Records shown below:

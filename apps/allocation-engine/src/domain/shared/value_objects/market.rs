//! Market data inputs: ticks and bars.

use chrono::{DateTime, Utc};
use rust_decimal::Decimal;
use serde::{Deserialize, Serialize};

use super::{Direction, Symbol};

/// Top-of-book quote update.
#[derive(Debug, Clone, PartialEq, Eq, Serialize, Deserialize)]
pub struct Tick {
    /// Instrument symbol.
    pub symbol: Symbol,
    /// Best bid price.
    pub bid: Decimal,
    /// Best ask price.
    pub ask: Decimal,
    /// Quote timestamp.
    pub time: DateTime<Utc>,
}

impl Tick {
    /// Create a new tick.
    #[must_use]
    pub fn new(symbol: impl Into<Symbol>, bid: Decimal, ask: Decimal, time: DateTime<Utc>) -> Self {
        Self {
            symbol: symbol.into(),
            bid,
            ask,
            time,
        }
    }

    /// Get the mid price.
    #[must_use]
    pub fn mid(&self) -> Decimal {
        (self.bid + self.ask) / Decimal::TWO
    }

    /// Get the spread.
    #[must_use]
    pub fn spread(&self) -> Decimal {
        self.ask - self.bid
    }

    /// Price a market order on `direction` would execute at.
    #[must_use]
    pub const fn entry_price(&self, direction: Direction) -> Decimal {
        match direction {
            Direction::Long => self.ask,
            Direction::Short => self.bid,
        }
    }

    /// Price a position on `direction` would be closed at.
    #[must_use]
    pub const fn exit_price(&self, direction: Direction) -> Decimal {
        match direction {
            Direction::Long => self.bid,
            Direction::Short => self.ask,
        }
    }
}

/// Completed bar of a given period (e.g. `M15`).
#[derive(Debug, Clone, PartialEq, Eq, Serialize, Deserialize)]
pub struct Bar {
    /// Instrument symbol.
    pub symbol: Symbol,
    /// Bar period label.
    pub period: String,
    /// Opening price.
    pub open: Decimal,
    /// Closing price.
    pub close: Decimal,
    /// Bar close time.
    pub time: DateTime<Utc>,
}

#[cfg(test)]
mod tests {
    use super::*;
    use rust_decimal_macros::dec;

    #[test]
    fn tick_prices() {
        let tick = Tick::new("EURUSD", dec!(1.10000), dec!(1.10020), Utc::now());
        assert_eq!(tick.mid(), dec!(1.10010));
        assert_eq!(tick.spread(), dec!(0.00020));
        assert_eq!(tick.entry_price(Direction::Long), dec!(1.10020));
        assert_eq!(tick.exit_price(Direction::Long), dec!(1.10000));
        assert_eq!(tick.entry_price(Direction::Short), dec!(1.10000));
    }
}
//! Core position sizing logic.

use rust_decimal::Decimal;
use serde::{Deserialize, Serialize};

use super::error::SizingError;
use crate::domain::shared::{round_currency, round_size};

/// How an order size is derived.
#[derive(Debug, Clone, PartialEq, Eq, Serialize, Deserialize)]
#[serde(tag = "type", rename_all = "snake_case")]
pub enum SizingPolicy {
    /// Commit a fixed fraction of equity, topped up by the variant's shortfall
    /// against its locked profit.
    EquityFraction {
        /// Fraction of equity per trade.
        trade_fraction: Decimal,
    },
    /// Scale a base size by `(1 + factor)` per consecutive loss.
    Martingale {
        /// Size after a win (or a streak reset).
        base_size: Decimal,
        /// Growth per consecutive loss.
        factor: Decimal,
        /// Streak length at which sizing restarts from `base_size`.
        max_streak: u32,
    },
}

/// Configuration for position sizing behavior.
#[derive(Debug, Clone, PartialEq, Eq, Serialize, Deserialize)]
pub struct PositionSizerConfig {
    /// Sizing policy.
    pub policy: SizingPolicy,
    /// Largest fraction of equity a single allocation (or a drawdown) may reach.
    pub max_fraction: Decimal,
}

/// Per-call inputs.
#[derive(Debug, Clone, PartialEq, Eq)]
pub struct SizingInput {
    /// Current account equity.
    pub equity: Decimal,
    /// Units per lot of the instrument.
    pub contract_size: Decimal,
    /// Realized profit of the variant.
    pub realized_profit: Decimal,
    /// High-water mark of the variant's realized profit.
    pub locked_profit: Decimal,
    /// Consecutive losing live trades of the variant.
    pub consecutive_losses: u32,
}

impl SizingInput {
    /// Inputs for a variant with no history.
    #[must_use]
    pub const fn new(equity: Decimal) -> Self {
        Self {
            equity,
            contract_size: Decimal::ONE,
            realized_profit: Decimal::ZERO,
            locked_profit: Decimal::ZERO,
            consecutive_losses: 0,
        }
    }
}

/// Result of a sizing calculation.
#[derive(Debug, Clone, PartialEq, Eq, Serialize, Deserialize)]
pub struct SizingResult {
    /// Order size, three decimals.
    pub size: Decimal,
    /// Currency allocation behind the size (equity-fraction only).
    pub allocation: Option<Decimal>,
    /// Whether the `max_fraction` cap reduced the allocation.
    pub was_capped: bool,
    /// Whether the martingale streak hit its cap and must restart at zero.
    pub streak_reset: bool,
}

/// Position sizer implementing the configured policy.
#[derive(Debug, Clone)]
pub struct PositionSizer {
    config: PositionSizerConfig,
}

impl PositionSizer {
    /// Create a sizer.
    #[must_use]
    pub const fn new(config: PositionSizerConfig) -> Self {
        Self { config }
    }

    /// Sizer configuration.
    #[must_use]
    pub const fn config(&self) -> &PositionSizerConfig {
        &self.config
    }

    /// Drawdown tolerated before the safety net resets a profit lock.
    #[must_use]
    pub fn drawdown_limit(&self, equity: Decimal) -> Decimal {
        round_currency(equity * self.config.max_fraction)
    }

    /// Calculate the order size.
    ///
    /// # Errors
    ///
    /// Returns error if equity is not positive, the contract size is not
    /// positive, or the size rounds to zero.
    pub fn calculate(&self, input: &SizingInput) -> Result<SizingResult, SizingError> {
        Self::validate_input(input)?;

        let result = match &self.config.policy {
            SizingPolicy::EquityFraction { trade_fraction } => {
                self.equity_fraction(input, *trade_fraction)
            }
            SizingPolicy::Martingale {
                base_size,
                factor,
                max_streak,
            } => Self::martingale(input, *base_size, *factor, *max_streak),
        };

        if result.size <= Decimal::ZERO {
            return Err(SizingError::BelowMinimum {
                calculated: result.size,
            });
        }
        Ok(result)
    }

    fn equity_fraction(&self, input: &SizingInput, trade_fraction: Decimal) -> SizingResult {
        let mut allocation = input.equity * trade_fraction;
        if input.realized_profit < input.locked_profit {
            allocation += input.locked_profit - input.realized_profit;
        }

        let cap = input.equity * self.config.max_fraction;
        let was_capped = allocation > cap;
        if was_capped {
            allocation = cap;
        }
        let allocation = round_currency(allocation);

        SizingResult {
            size: round_size(allocation / input.contract_size),
            allocation: Some(allocation),
            was_capped,
            streak_reset: false,
        }
    }

    fn martingale(
        input: &SizingInput,
        base_size: Decimal,
        factor: Decimal,
        max_streak: u32,
    ) -> SizingResult {
        let streak_reset = input.consecutive_losses >= max_streak;
        let streak = if streak_reset {
            0
        } else {
            input.consecutive_losses
        };

        let growth = Decimal::ONE + factor;
        let size = (0..streak).fold(base_size, |size, _| size * growth);

        SizingResult {
            size: round_size(size),
            allocation: None,
            was_capped: false,
            streak_reset,
        }
    }

    fn validate_input(input: &SizingInput) -> Result<(), SizingError> {
        if input.equity <= Decimal::ZERO {
            return Err(SizingError::InvalidInput(format!(
                "equity must be positive, got {}",
                input.equity
            )));
        }
        if input.contract_size <= Decimal::ZERO {
            return Err(SizingError::InvalidInput(
                "contract size must be positive".to_string(),
            ));
        }
        Ok(())
    }
}

#[cfg(test)]
mod tests {
    use super::*;
    use rust_decimal_macros::dec;

    fn equity_sizer() -> PositionSizer {
        PositionSizer::new(PositionSizerConfig {
            policy: SizingPolicy::EquityFraction {
                trade_fraction: dec!(0.01),
            },
            max_fraction: dec!(0.05),
        })
    }

    fn martingale_sizer() -> PositionSizer {
        PositionSizer::new(PositionSizerConfig {
            policy: SizingPolicy::Martingale {
                base_size: dec!(0.1),
                factor: dec!(1),
                max_streak: 4,
            },
            max_fraction: dec!(0.05),
        })
    }

    #[test]
    fn equity_fraction_plain() {
        let result = equity_sizer()
            .calculate(&SizingInput::new(dec!(10000)))
            .expect("should size");
        assert_eq!(result.allocation, Some(dec!(100)));
        assert_eq!(result.size, dec!(100));
        assert!(!result.was_capped);
    }

    #[test]
    fn equity_fraction_adds_shortfall() {
        let input = SizingInput {
            realized_profit: dec!(120),
            locked_profit: dec!(150),
            ..SizingInput::new(dec!(10000))
        };
        let result = equity_sizer().calculate(&input).expect("should size");
        assert_eq!(result.allocation, Some(dec!(130)));
    }

    #[test]
    fn equity_fraction_caps_at_max_fraction() {
        let input = SizingInput {
            realized_profit: dec!(-1000),
            locked_profit: dec!(0),
            ..SizingInput::new(dec!(10000))
        };
        let result = equity_sizer().calculate(&input).expect("should size");
        assert_eq!(result.allocation, Some(dec!(500)));
        assert!(result.was_capped);
    }

    #[test]
    fn equity_fraction_converts_with_contract_size() {
        let input = SizingInput {
            contract_size: dec!(100000),
            ..SizingInput::new(dec!(12345.67))
        };
        let result = equity_sizer().calculate(&input).expect("should size");
        assert_eq!(result.allocation, Some(dec!(123.46)));
        assert_eq!(result.size, dec!(0.001));
    }

    #[test]
    fn martingale_grows_per_loss() {
        let sizer = martingale_sizer();
        for (losses, expected) in [(0, dec!(0.1)), (1, dec!(0.2)), (2, dec!(0.4)), (3, dec!(0.8))] {
            let input = SizingInput {
                consecutive_losses: losses,
                ..SizingInput::new(dec!(10000))
            };
            let result = sizer.calculate(&input).expect("should size");
            assert_eq!(result.size, expected, "losses = {losses}");
            assert!(!result.streak_reset);
        }
    }

    #[test]
    fn martingale_resets_at_cap() {
        let input = SizingInput {
            consecutive_losses: 4,
            ..SizingInput::new(dec!(10000))
        };
        let result = martingale_sizer().calculate(&input).expect("should size");
        assert_eq!(result.size, dec!(0.1));
        assert!(result.streak_reset);
    }

    #[test]
    fn rejects_non_positive_equity() {
        let result = equity_sizer().calculate(&SizingInput::new(Decimal::ZERO));
        assert!(matches!(result, Err(SizingError::InvalidInput(_))));
    }

    #[test]
    fn rejects_size_rounding_to_zero() {
        let input = SizingInput {
            contract_size: dec!(100000000),
            ..SizingInput::new(dec!(1000))
        };
        let result = equity_sizer().calculate(&input);
        assert!(matches!(result, Err(SizingError::BelowMinimum { .. })));
    }

    #[test]
    fn drawdown_limit_rounds_to_cents() {
        assert_eq!(equity_sizer().drawdown_limit(dec!(400.123)), dec!(20.01));
    }
}
//! Profit lock and drawdown safety net.

use rust_decimal::Decimal;
use serde::{Deserialize, Serialize};

use crate::domain::shared::round_currency;

/// Realized profit together with its high-water mark.
///
/// `locked_profit` only moves up, except when the safety net resets it to
/// the current profit.
#[derive(Debug, Clone, Copy, Default, PartialEq, Eq, Serialize, Deserialize)]
pub struct ProfitLockState {
    profit: Decimal,
    locked_profit: Decimal,
}

/// A safety-net reset that just happened.
#[derive(Debug, Clone, Copy, PartialEq, Eq, Serialize, Deserialize)]
pub struct SafetyNetReset {
    /// High-water mark before the reset.
    pub previous_locked: Decimal,
    /// Profit the lock was reset to.
    pub profit: Decimal,
    /// Drawdown that triggered the reset.
    pub drawdown: Decimal,
    /// Tolerated drawdown.
    pub limit: Decimal,
}

impl ProfitLockState {
    /// Lock seeded with explicit values.
    #[must_use]
    pub fn with_values(profit: Decimal, locked_profit: Decimal) -> Self {
        Self {
            profit,
            locked_profit: locked_profit.max(profit),
        }
    }

    /// Realized profit.
    #[must_use]
    pub const fn profit(&self) -> Decimal {
        self.profit
    }

    /// High-water mark of realized profit.
    #[must_use]
    pub const fn locked_profit(&self) -> Decimal {
        self.locked_profit
    }

    /// Distance from the high-water mark.
    #[must_use]
    pub fn drawdown(&self) -> Decimal {
        self.locked_profit - self.profit
    }

    /// Add a realized net result and raise the high-water mark if needed.
    pub fn record(&mut self, net_profit: Decimal) {
        self.profit = round_currency(self.profit + net_profit);
        if self.profit > self.locked_profit {
            self.locked_profit = self.profit;
        }
    }

    /// Accept the drawdown when it exceeds `limit`.
    ///
    /// After a reset `locked_profit == profit`.
    pub fn apply_safety_net(&mut self, limit: Decimal) -> Option<SafetyNetReset> {
        let drawdown = self.drawdown();
        if drawdown <= limit {
            return None;
        }
        let previous_locked = self.locked_profit;
        self.locked_profit = self.profit;
        Some(SafetyNetReset {
            previous_locked,
            profit: self.profit,
            drawdown,
            limit,
        })
    }
}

End of Records shown.

- What to work on -
Counting only lines that contain the word "before", how many are there in the records above? Give the number alone.

- Expected answer -
2